DBT is rooted in the principles of behaviour therapy including 1) a strong emphasis on ongoing data collection during treatment 2) clearly defined target behaviours 3) a collaborative therapist-patient relationship 4) the use of standard cognitive and behavioural treatment strategies.
DBT has an emphasis on dialectics. The fundamental dialectic is the need for both acceptance and change. The therapist needs to fully accept the patient as (s)he is and at the same time persistently push for and help the patient to change. The therapist also tries to develop and strengthen an attitude of acceptance toward reality on the part of the patient, as well as the motivation and ability to change what can be changed.
The fundamental treatment dialectic of acceptance and change is expressed through validation and problem solving.
DBT involves a dialectic of communication style between reciprocal, warm interpersonal style and a more irreverent style.
There is a dialectic in case management between consultation to the patient to help manage his or her environment and direct environmental intervention by the therapist.
Scope and focus: Domains of psychopathology
DBT addresses problems associated with pervasive emotion dysregulation.
DBT consists of five stages: 1) Pretreatment 2) control 3) order 4) synthesis 5) transcendence.
Each session agenda is based on the patient’s behaviour since the last session. It is the therapist’s responsibility to remain mindful of treatment goals and to ensure that patient treatment activities are directed toward creating a life worth living.
Pretreatment
The objectives of this stage are 1) To orient patients to the philosophy and structure of treatment 2) for therapist and patient to reach agreement on the goals of treatment.
If patients are currently engaging in suicidal or other self-harming behaviours, they must agree that reducing or eliminating such behaviour is the first priority. Patients must agree not to kill themselves while they are on DBT. Explicit patient agreement is necessary prior to full participation in treatment.
With patients who express reluctance to commit to DBT goals, ongoing pretreament focuses on commitment-enhancing strategies.

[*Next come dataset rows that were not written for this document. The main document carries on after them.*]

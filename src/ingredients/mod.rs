use serde::{Deserialize, Serialize};
use uuid::Uuid;

pub mod handler;

#[derive(Debug, Clone, Serialize, sqlx::FromRow)]
pub struct Ingredient {
    pub id: Uuid,
    pub name: String,
    pub measurement_unit: String,
}

#[derive(Debug, Deserialize)]
pub struct IngredientFilter {
    pub name: Option<String>,
}

/// Builds a case-insensitive `LIKE` pattern matching names that start with `prefix`.
pub fn prefix_pattern(prefix: &str) -> String {
    let mut pattern = String::with_capacity(prefix.len() + 1);
    for c in prefix.trim().to_lowercase().chars() {
        if matches!(c, '\\' | '%' | '_') {
            pattern.push('\\');
        }
        pattern.push(c);
    }
    pattern.push('%');
    pattern
}

#[cfg(test)]
mod tests {
    use super::*;

    #[test]
    fn prefix_pattern_lowercases_and_appends_wildcard() {
        assert_eq!(prefix_pattern("Мук"), "мук%");
        assert_eq!(prefix_pattern("  egg "), "egg%");
    }

    #[test]
    fn prefix_pattern_escapes_like_metacharacters() {
        assert_eq!(prefix_pattern("100%_"), "100\\%\\_%");
    }
}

Stage 1: from behavioural dyscontrol to stability and behavioural control
For patients who enter treatment with severe behavioural dyscontrol, DBT focuses initially on movement toward behavioural control. Life-threatening behaviours are primary targets addressed by increasing basic capacities necessary to function in treatment.

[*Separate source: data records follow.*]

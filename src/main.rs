use dotenv::dotenv;
use foodgram_backend::{config::settings::Settings, router, AppState};
use sqlx::postgres::PgPoolOptions;
use tracing::info;
use tracing_subscriber::EnvFilter;

#[tokio::main]
async fn main() -> anyhow::Result<()> {
    dotenv().ok();
    tracing_subscriber::fmt()
        .with_env_filter(
            EnvFilter::try_from_default_env()
                .unwrap_or_else(|_| EnvFilter::new("foodgram_backend=debug,tower_http=info")),
        )
        .init();

    let settings = Settings::from_env()?;

    let pool = PgPoolOptions::new()
        .max_connections(settings.max_connections)
        .connect(&settings.database_url)
        .await?;

    info!("database connected");

    sqlx::migrate!("./migrations").run(&pool).await?;

    info!("migrations applied");

    tokio::fs::create_dir_all(&settings.media_root).await?;

    let app = router(AppState {
        pool,
        settings: settings.clone(),
    });

    info!("Server running on http://localhost:{}", settings.port);

    let listener = tokio::net::TcpListener::bind(settings.addr).await?;
    axum::serve(listener, app).await?;

    Ok(())
}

Goals include: 1) attaining a reasonable (immediate) life expectancy 2) control of behaviour 3) stability 4) tending to relationships with those who give help.
The primary targets of stage 1 are: 1) decreasing behaviours involving self-harm, suicide, or violence towards others 2) decreasing therapy-interfering behaviours 3) decreasing serious quality-of-life-interfering behaviours 4) increasing skills needed to make life changes.

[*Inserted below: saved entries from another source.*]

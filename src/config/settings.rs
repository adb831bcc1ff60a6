use anyhow::{Context, Result};
use std::env;
use std::net::SocketAddr;
use std::path::PathBuf;

#[derive(Clone)]
pub struct Settings {
    pub port: u16,
    pub addr: SocketAddr,
    pub database_url: String,
    pub max_connections: u32,
    pub jwt_secret: String,
    pub media_root: PathBuf,
}

impl Settings {
    pub fn from_env() -> Result<Self> {
        let port: u16 = env::var("PORT")
            .ok()
            .and_then(|s| s.parse().ok())
            .unwrap_or(3000);
        let addr = SocketAddr::from(([0, 0, 0, 0], port));

        let database_url = env::var("DATABASE_URL").context("DATABASE_URL must be set")?;
        let jwt_secret = env::var("JWT_SECRET").context("JWT_SECRET must be set")?;

        let max_connections = env::var("DATABASE_MAX_CONNECTIONS")
            .ok()
            .and_then(|s| s.parse().ok())
            .unwrap_or(5);
        let media_root = env::var("MEDIA_ROOT")
            .map(PathBuf::from)
            .unwrap_or_else(|_| PathBuf::from("media"));

        Ok(Self {
            port,
            addr,
            database_url,
            max_connections,
            jwt_secret,
            media_root,
        })
    }
}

Treatment occurs I several modes: individual therapy, group skills training, telephone consultation and team meetings.
Individual therapy
Weekly diary cards are used to collect ongoing information about target problems. Targets listed on the diary card are individually tailored. On the other side is a list of DBT skills for the patient to mark skills that (s)he has used.
At the beginning of each individual session, the dairy card is reviewed to identify priorities for that session’s agenda. The diary card provides temporal detail about the relationship between maladaptive behaviours and emotional state.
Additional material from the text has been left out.